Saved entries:
=====
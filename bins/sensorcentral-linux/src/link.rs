//! Host network link for the simulator.
//!
//! The simulated node uses the wired transport: [`HostLink`] stands in for
//! the Ethernet interface and [`RawHttpClient`] posts telemetry with plain
//! HTTP/1.0 over a `TcpStream`, the way a bare Ethernet shield does. There is
//! no TLS: `https://` endpoints are refused with [`HTTPS_UNSUPPORTED`].

use sensorcentral_core::DeviceIdentity;
use sensorcentral_node::transport::{EthernetInterface, LeaseEvent, LinkStatus};
use sensorcentral_node::{HttpClient, HttpPost, HttpReply, TransportError};
use std::io::{Read, Write};
use std::net::{Ipv4Addr, TcpStream, ToSocketAddrs, UdpSocket};
use std::time::Duration;
use tracing::warn;

const IO_TIMEOUT: Duration = Duration::from_secs(10);

pub const HTTPS_UNSUPPORTED: &str = "HTTPS is not supported by the simulator, use an http:// endpoint";

/// The host's own network, reported as an always-up wired link.
pub struct HostLink {
    identity: DeviceIdentity,
    address: Option<Ipv4Addr>,
}

impl HostLink {
    pub fn new(identity: DeviceIdentity) -> Self {
        Self {
            identity,
            address: None,
        }
    }
}

/// Address of the interface that would carry outbound traffic.
fn outbound_address() -> Option<Ipv4Addr> {
    // Connecting a UDP socket sends nothing; it only selects a route
    let socket = UdpSocket::bind("0.0.0.0:0").ok()?;
    socket.connect("192.0.2.1:80").ok()?;
    match socket.local_addr().ok()?.ip() {
        std::net::IpAddr::V4(ip) if !ip.is_unspecified() => Some(ip),
        _ => None,
    }
}

impl EthernetInterface for HostLink {
    fn hardware_identity(&self) -> DeviceIdentity {
        self.identity
    }

    fn link_status(&self) -> LinkStatus {
        LinkStatus::Up
    }

    fn begin(&mut self) -> Result<(), TransportError> {
        self.address = Some(outbound_address().unwrap_or(Ipv4Addr::LOCALHOST));
        Ok(())
    }

    fn maintain_lease(&mut self) -> LeaseEvent {
        match outbound_address() {
            Some(ip) if Some(ip) != self.address => {
                self.address = Some(ip);
                LeaseEvent::Renewed(ip)
            }
            _ => LeaseEvent::Unchanged,
        }
    }

    fn address(&self) -> Option<Ipv4Addr> {
        self.address
    }
}

/// Target of a plain `http://` URL.
#[derive(Debug, Clone, PartialEq, Eq)]
struct Target {
    host: String,
    port: u16,
    path: String,
}

fn parse_url(url: &str) -> Result<Target, TransportError> {
    if url.starts_with("https://") {
        return Err(TransportError::Connect(HTTPS_UNSUPPORTED.to_string()));
    }
    let rest = url.strip_prefix("http://").ok_or_else(|| {
        TransportError::Connect(format!("Unsupported URL scheme: {}", url))
    })?;
    let (authority, path) = match rest.find('/') {
        Some(i) => (&rest[..i], &rest[i..]),
        None => (rest, "/"),
    };
    let (host, port) = match authority.rsplit_once(':') {
        Some((host, port)) => {
            let port = port
                .parse()
                .map_err(|_| TransportError::Connect(format!("Invalid port in {}", url)))?;
            (host, port)
        }
        None => (authority, 80),
    };
    if host.is_empty() {
        return Err(TransportError::Connect(format!("Missing host in {}", url)));
    }
    Ok(Target {
        host: host.to_string(),
        port,
        path: path.to_string(),
    })
}

fn parse_response(raw: &[u8]) -> Result<HttpReply, TransportError> {
    let text = String::from_utf8_lossy(raw);
    let (head, body) = text.split_once("\r\n\r\n").unwrap_or((text.as_ref(), ""));
    let status_line = head.lines().next().unwrap_or_default();

    let mut parts = status_line.split_whitespace();
    let status = match (parts.next(), parts.next()) {
        (Some(version), Some(code)) if version.starts_with("HTTP/") => code
            .parse()
            .map_err(|_| TransportError::Http(format!("Bad status line: {}", status_line)))?,
        _ => return Err(TransportError::Http(format!("Bad status line: {}", status_line))),
    };
    Ok(HttpReply {
        status,
        body: body.to_string(),
    })
}

/// HTTP/1.0 client over a fresh TCP connection per request.
#[derive(Debug, Default)]
pub struct RawHttpClient;

impl HttpClient for RawHttpClient {
    fn post(&mut self, request: &HttpPost) -> Result<HttpReply, TransportError> {
        let target = parse_url(&request.url).map_err(|e| {
            warn!("Not posting to {}: {}", request.url, e);
            e
        })?;
        let address = (target.host.as_str(), target.port)
            .to_socket_addrs()
            .map_err(|e| TransportError::Connect(e.to_string()))?
            .next()
            .ok_or_else(|| TransportError::Connect(format!("No address for {}", target.host)))?;

        let mut stream = TcpStream::connect_timeout(&address, IO_TIMEOUT)
            .map_err(|e| TransportError::Connect(e.to_string()))?;
        let io = |e: std::io::Error| TransportError::Io(e.to_string());
        stream.set_read_timeout(Some(IO_TIMEOUT)).map_err(io)?;
        stream.set_write_timeout(Some(IO_TIMEOUT)).map_err(io)?;

        let mut head = format!("POST {} HTTP/1.0\r\nHost: {}\r\n", target.path, target.host);
        for (name, value) in &request.headers {
            head.push_str(&format!("{}: {}\r\n", name, value));
        }
        head.push_str("Connection: close\r\n\r\n");

        stream.write_all(head.as_bytes()).map_err(io)?;
        stream.write_all(request.body.as_bytes()).map_err(io)?;
        stream.flush().map_err(io)?;

        let mut raw = Vec::new();
        stream.read_to_end(&mut raw).map_err(io)?;
        parse_response(&raw)
    }
}

#[cfg(test)]
mod tests {
    use super::*;
    use pretty_assertions::assert_eq;
    use std::net::TcpListener;
    use std::thread;

    #[test]
    fn test_parse_url() {
        assert_eq!(
            parse_url("http://collector.local:8080/api/data").unwrap(),
            Target {
                host: "collector.local".to_string(),
                port: 8080,
                path: "/api/data".to_string(),
            }
        );
        assert_eq!(parse_url("http://collector.local").unwrap().path, "/");
        assert_eq!(parse_url("http://collector.local").unwrap().port, 80);
        assert_eq!(
            parse_url("https://collector.local"),
            Err(TransportError::Connect(HTTPS_UNSUPPORTED.to_string()))
        );
        assert!(parse_url("ftp://collector.local").is_err());
        assert!(parse_url("http://:80/").is_err());
        assert!(parse_url("http://host:port/").is_err());
    }

    #[test]
    fn test_parse_response() {
        let reply = parse_response(b"HTTP/1.1 201 Created\r\nContent-Length: 2\r\n\r\nok").unwrap();
        assert_eq!(reply, HttpReply { status: 201, body: "ok".to_string() });

        let reply = parse_response(b"HTTP/1.0 204 No Content\r\n").unwrap();
        assert_eq!(reply.status, 204);
        assert_eq!(reply.body, "");

        assert!(parse_response(b"").is_err());
        assert!(parse_response(b"garbage\r\n\r\n").is_err());
    }

    #[test]
    fn test_post_round_trip() {
        let listener = TcpListener::bind("127.0.0.1:0").unwrap();
        let port = listener.local_addr().unwrap().port();
        let server = thread::spawn(move || {
            let (mut stream, _) = listener.accept().unwrap();
            let mut received = Vec::new();
            let mut buf = [0u8; 1024];
            // Read until the full body (2 bytes) has arrived
            while !String::from_utf8_lossy(&received).ends_with("\r\n\r\n{}") {
                let n = stream.read(&mut buf).unwrap();
                if n == 0 {
                    break;
                }
                received.extend_from_slice(&buf[..n]);
            }
            stream
                .write_all(b"HTTP/1.0 200 OK\r\nContent-Type: text/plain\r\n\r\nstored")
                .unwrap();
            String::from_utf8(received).unwrap()
        });

        let request = HttpPost {
            url: format!("http://127.0.0.1:{}/api/data", port),
            headers: vec![
                ("Content-Type".to_string(), "application/json".to_string()),
                ("Authorization".to_string(), "Bearer abc".to_string()),
            ],
            body: "{}".to_string(),
        };
        let reply = RawHttpClient.post(&request).unwrap();
        assert_eq!(reply, HttpReply { status: 200, body: "stored".to_string() });

        let received = server.join().unwrap();
        assert!(received.starts_with("POST /api/data HTTP/1.0\r\n"));
        assert!(received.contains("Authorization: Bearer abc\r\n"));
        assert!(received.contains("Connection: close\r\n"));
    }

    #[test]
    fn test_https_endpoint_refused_with_reason() {
        let request = HttpPost {
            url: "https://collector.example/api/data".to_string(),
            headers: Vec::new(),
            body: "{}".to_string(),
        };
        let err = RawHttpClient.post(&request).unwrap_err();
        assert!(err.to_string().contains("HTTPS is not supported by the simulator"));
    }

    #[test]
    fn test_post_to_closed_port_fails() {
        let port = {
            let listener = TcpListener::bind("127.0.0.1:0").unwrap();
            listener.local_addr().unwrap().port()
        };
        let request = HttpPost {
            url: format!("http://127.0.0.1:{}/", port),
            headers: Vec::new(),
            body: String::new(),
        };
        assert!(matches!(RawHttpClient.post(&request), Err(TransportError::Connect(_))));
    }

    #[test]
    fn test_host_link_always_up() {
        let mut link = HostLink::new(DeviceIdentity([2, 0, 0, 0, 0, 1]));
        assert_eq!(link.link_status(), LinkStatus::Up);
        link.begin().unwrap();
        assert!(link.address().is_some());
    }
}
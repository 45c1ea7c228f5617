//! Build script for the SensorCentral ESP32 firmware
//!
//! This script sets up the ESP-IDF environment variables needed for compilation.

fn main() {
    // Required for the esp-idf-svc crate to find the IDF toolchain
    embuild::espidf::sysenv::output();
}
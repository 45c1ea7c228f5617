//! Hardware abstraction traits.
//!
//! Sensor backends never hold a driver across polls. Each poll asks a *port*
//! for a freshly acquired handle and drops it when the poll is done, so a
//! port is the long-lived object and the handle is scoped to one poll.
//!
//! Platform crates implement these traits for real pins; tests and the
//! simulator implement them in memory.

use std::fmt;
use thiserror::Error;

/// Errors reported by sensor hardware.
#[derive(Debug, Clone, PartialEq, Eq, Error)]
pub enum HardwareError {
    /// The device did not answer.
    #[error("Device not responding")]
    NotResponding,

    /// The device answered with data that failed validation.
    #[error("Checksum mismatch")]
    Checksum,

    /// The bus or pin could not be acquired.
    #[error("Bus unavailable: {0}")]
    BusUnavailable(String),

    /// Any other driver failure.
    #[error("Driver error: {0}")]
    Driver(String),
}

/// Globally unique 8-byte address of a probe on a multi-device bus.
#[derive(Debug, Clone, Copy, PartialEq, Eq, Hash)]
pub struct ProbeAddress(pub [u8; 8]);

/// Sixteen uppercase hex characters, family code first.
impl fmt::Display for ProbeAddress {
    fn fmt(&self, f: &mut fmt::Formatter<'_>) -> fmt::Result {
        for byte in self.0 {
            write!(f, "{:02X}", byte)?;
        }
        Ok(())
    }
}

/// An acquired multi-device bus.
pub trait ProbeBus {
    /// Enumerate the probes currently present, in bus order.
    fn scan(&mut self) -> Result<Vec<ProbeAddress>, HardwareError>;

    /// Start a conversion on every probe and wait for it to finish.
    fn request_conversions(&mut self) -> Result<(), HardwareError>;

    /// Read the converted temperature of one probe, in degrees Celsius.
    fn read_celsius(&mut self, address: &ProbeAddress) -> Result<f32, HardwareError>;
}

/// Long-lived handle to one probe bus (one data pin).
pub trait ProbeBusPort {
    /// Human-readable bus name used in logs, e.g. `pin 14`.
    fn label(&self) -> String;

    /// Acquire the bus for the duration of one poll.
    fn acquire(&mut self) -> Result<Box<dyn ProbeBus + '_>, HardwareError>;
}

/// One combined temperature/humidity measurement.
#[derive(Debug, Clone, Copy, PartialEq)]
pub struct ClimateSample {
    pub celsius: f32,
    pub relative_humidity: f32,
}

/// An acquired temperature/humidity sensor.
pub trait ClimateSensor {
    fn read(&mut self) -> Result<ClimateSample, HardwareError>;
}

/// Long-lived handle to a temperature/humidity sensor.
pub trait ClimatePort {
    fn label(&self) -> String;

    fn acquire(&mut self) -> Result<Box<dyn ClimateSensor + '_>, HardwareError>;
}

/// An acquired digital input.
pub trait SwitchInput {
    /// Logical state of the input (`true` = on).
    fn is_on(&mut self) -> Result<bool, HardwareError>;
}

/// Long-lived handle to a digital input.
pub trait SwitchPort {
    fn label(&self) -> String;

    fn acquire(&mut self) -> Result<Box<dyn SwitchInput + '_>, HardwareError>;
}

#[cfg(test)]
mod tests {
    use super::*;

    #[test]
    fn test_probe_address_hex() {
        let address = ProbeAddress([0x28, 0xFF, 0x4C, 0x06, 0xA1, 0x16, 0x04, 0x9E]);
        let text = address.to_string();
        assert_eq!(text, "28FF4C06A116049E");
        assert_eq!(text.len(), 16);
    }
}
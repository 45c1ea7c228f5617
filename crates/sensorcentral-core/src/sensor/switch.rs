//! Binary switch backend: one digital input reported as `1.0` or `0.0`.

use super::{SensorBackend, SensorType};
use crate::hardware::SwitchPort;
use crate::model::{DeviceIdentity, SensorId, SensorSnapshot};
use tracing::{info, warn};

pub struct BinarySwitch {
    port: Box<dyn SwitchPort>,
    id: SensorId,
    snapshot: SensorSnapshot,
}

impl BinarySwitch {
    pub fn new(port: Box<dyn SwitchPort>, identity: &DeviceIdentity) -> Self {
        Self {
            port,
            id: SensorId::derived(identity, "_binary"),
            snapshot: SensorSnapshot::new(),
        }
    }
}

impl SensorBackend for BinarySwitch {
    fn sensor_type(&self) -> Option<SensorType> {
        Some(SensorType::BinarySwitch)
    }

    fn initialize(&mut self) {
        info!("Binary input on {} reports as {}", self.port.label(), self.id);
    }

    fn poll(&mut self) -> &SensorSnapshot {
        let value = match self.port.acquire().and_then(|mut input| input.is_on()) {
            Ok(true) => 1.0,
            Ok(false) => 0.0,
            Err(e) => {
                warn!("Binary input on {} failed: {}", self.port.label(), e);
                f32::NAN
            }
        };

        let mut snapshot = SensorSnapshot::new();
        snapshot.push(self.id.clone(), value);
        self.snapshot = snapshot;
        &self.snapshot
    }

    fn snapshot(&self) -> &SensorSnapshot {
        &self.snapshot
    }

    fn describe(&self) -> String {
        match self.snapshot.readings().first() {
            Some(r) if r.value.is_nan() => format!("{}: UNKNOWN", r.id),
            Some(r) if r.value > 0.0 => format!("{}: ON", r.id),
            Some(r) => format!("{}: OFF", r.id),
            None => "No binary reading yet".to_string(),
        }
    }
}

#[cfg(test)]
mod tests {
    use super::*;
    use crate::hardware::{HardwareError, SwitchInput};
    use std::cell::Cell;
    use std::rc::Rc;

    #[derive(Clone, Default)]
    struct Toggle(Rc<Cell<Option<bool>>>);

    impl SwitchInput for Toggle {
        fn is_on(&mut self) -> Result<bool, HardwareError> {
            self.0.get().ok_or(HardwareError::NotResponding)
        }
    }

    impl SwitchPort for Toggle {
        fn label(&self) -> String {
            "pin 5".to_string()
        }

        fn acquire(&mut self) -> Result<Box<dyn SwitchInput + '_>, HardwareError> {
            Ok(Box::new(self.clone()))
        }
    }

    #[test]
    fn test_reports_latched_state() {
        let toggle = Toggle::default();
        toggle.0.set(Some(true));
        let identity = DeviceIdentity([0x24, 0x6F, 0x28, 0x01, 0x02, 0x03]);
        let mut backend = BinarySwitch::new(Box::new(toggle.clone()), &identity);

        let reading = backend.poll().readings()[0].clone();
        assert_eq!(reading.id.as_str(), "246F28010203_binary");
        assert_eq!(reading.value, 1.0);
        assert_eq!(backend.describe(), "246F28010203_binary: ON");

        toggle.0.set(Some(false));
        assert_eq!(backend.poll().readings()[0].value, 0.0);
        assert_eq!(backend.describe(), "246F28010203_binary: OFF");

        toggle.0.set(None);
        assert!(backend.poll().readings()[0].value.is_nan());
        assert_eq!(backend.poll().len(), 1);
    }

    #[test]
    fn test_initialize_logs_generated_id() {
        let identity = DeviceIdentity([0x24, 0x6F, 0x28, 0x01, 0x02, 0x03]);
        let mut backend = BinarySwitch::new(Box::new(Toggle::default()), &identity);
        let logged = super::super::testing::capture_logs(|| backend.initialize());
        assert!(logged.contains("Binary input on pin 5 reports as 246F28010203_binary"));
    }
}
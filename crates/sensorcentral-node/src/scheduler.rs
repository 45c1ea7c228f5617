//! Clocks and the start/settle activity timer.
//!
//! Every periodic activity of the main loop is a [`PeriodicActivity`]:
//!
//! ```text
//!   Idle ──due──▶ Active{since} ──settle elapsed──▶ Cooling ──due──▶ Active ...
//! ```
//!
//! Starting an activity stamps its last-start time; settling only clears the
//! indicator, so the interval is measured start to start.

use std::sync::atomic::{AtomicU64, Ordering};
use std::sync::Arc;
use std::time::Instant;

/// Minimum time an indicator (watchdog pat, LED) stays active.
pub const SETTLE_MS: u64 = 200;

/// Monotonic millisecond clock.
pub trait Clock {
    fn now_ms(&self) -> u64;
}

/// Milliseconds since the clock was created.
#[derive(Debug, Clone)]
pub struct SystemClock {
    start: Instant,
}

impl SystemClock {
    pub fn new() -> Self {
        Self {
            start: Instant::now(),
        }
    }
}

impl Default for SystemClock {
    fn default() -> Self {
        Self::new()
    }
}

impl Clock for SystemClock {
    fn now_ms(&self) -> u64 {
        self.start.elapsed().as_millis() as u64
    }
}

/// Hand-driven clock for deterministic tests. Clones share the same time.
#[derive(Debug, Clone, Default)]
pub struct ManualClock {
    now: Arc<AtomicU64>,
}

impl ManualClock {
    pub fn new(start_ms: u64) -> Self {
        Self {
            now: Arc::new(AtomicU64::new(start_ms)),
        }
    }

    pub fn set(&self, ms: u64) {
        self.now.store(ms, Ordering::SeqCst);
    }

    pub fn advance(&self, ms: u64) {
        self.now.fetch_add(ms, Ordering::SeqCst);
    }
}

impl Clock for ManualClock {
    fn now_ms(&self) -> u64 {
        self.now.load(Ordering::SeqCst)
    }
}

/// Phase of a start/settle activity.
#[derive(Debug, Clone, Copy, PartialEq, Eq)]
pub enum Phase {
    /// Never started since boot.
    Idle,
    /// Started at `since`, indicator held.
    Active { since: u64 },
    /// Settled, waiting for the next interval.
    Cooling,
}

#[derive(Debug, Clone)]
pub struct PeriodicActivity {
    interval_ms: u64,
    settle_ms: u64,
    last_start: u64,
    phase: Phase,
}

impl PeriodicActivity {
    /// Activity whose first run is one interval after `now`.
    pub fn new(interval_ms: u64, settle_ms: u64, now: u64) -> Self {
        Self {
            interval_ms,
            settle_ms,
            last_start: now,
            phase: Phase::Idle,
        }
    }

    pub fn phase(&self) -> Phase {
        self.phase
    }

    pub fn last_start(&self) -> u64 {
        self.last_start
    }

    pub fn interval_ms(&self) -> u64 {
        self.interval_ms
    }

    pub fn is_active(&self) -> bool {
        matches!(self.phase, Phase::Active { .. })
    }

    /// Due when not held active and a full interval has passed since the last start.
    pub fn is_due(&self, now: u64) -> bool {
        !self.is_active() && now.saturating_sub(self.last_start) >= self.interval_ms
    }

    pub fn start(&mut self, now: u64) {
        self.last_start = now;
        self.phase = Phase::Active { since: now };
    }

    /// Held long enough to be released.
    pub fn settle_due(&self, now: u64) -> bool {
        match self.phase {
            Phase::Active { since } => now.saturating_sub(since) >= self.settle_ms,
            _ => false,
        }
    }

    pub fn settle(&mut self) {
        self.phase = Phase::Cooling;
    }
}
=====
▶ [Task instructions]:
For the word "nContent", return every line of the records that holds it.

▶ [Written solution]:
        let reply = parse_response(b"HTTP/1.1 201 Created\r\nContent-Length: 2\r\n\r\nok").unwrap();
                .write_all(b"HTTP/1.0 200 OK\r\nContent-Type: text/plain\r\n\r\nstored")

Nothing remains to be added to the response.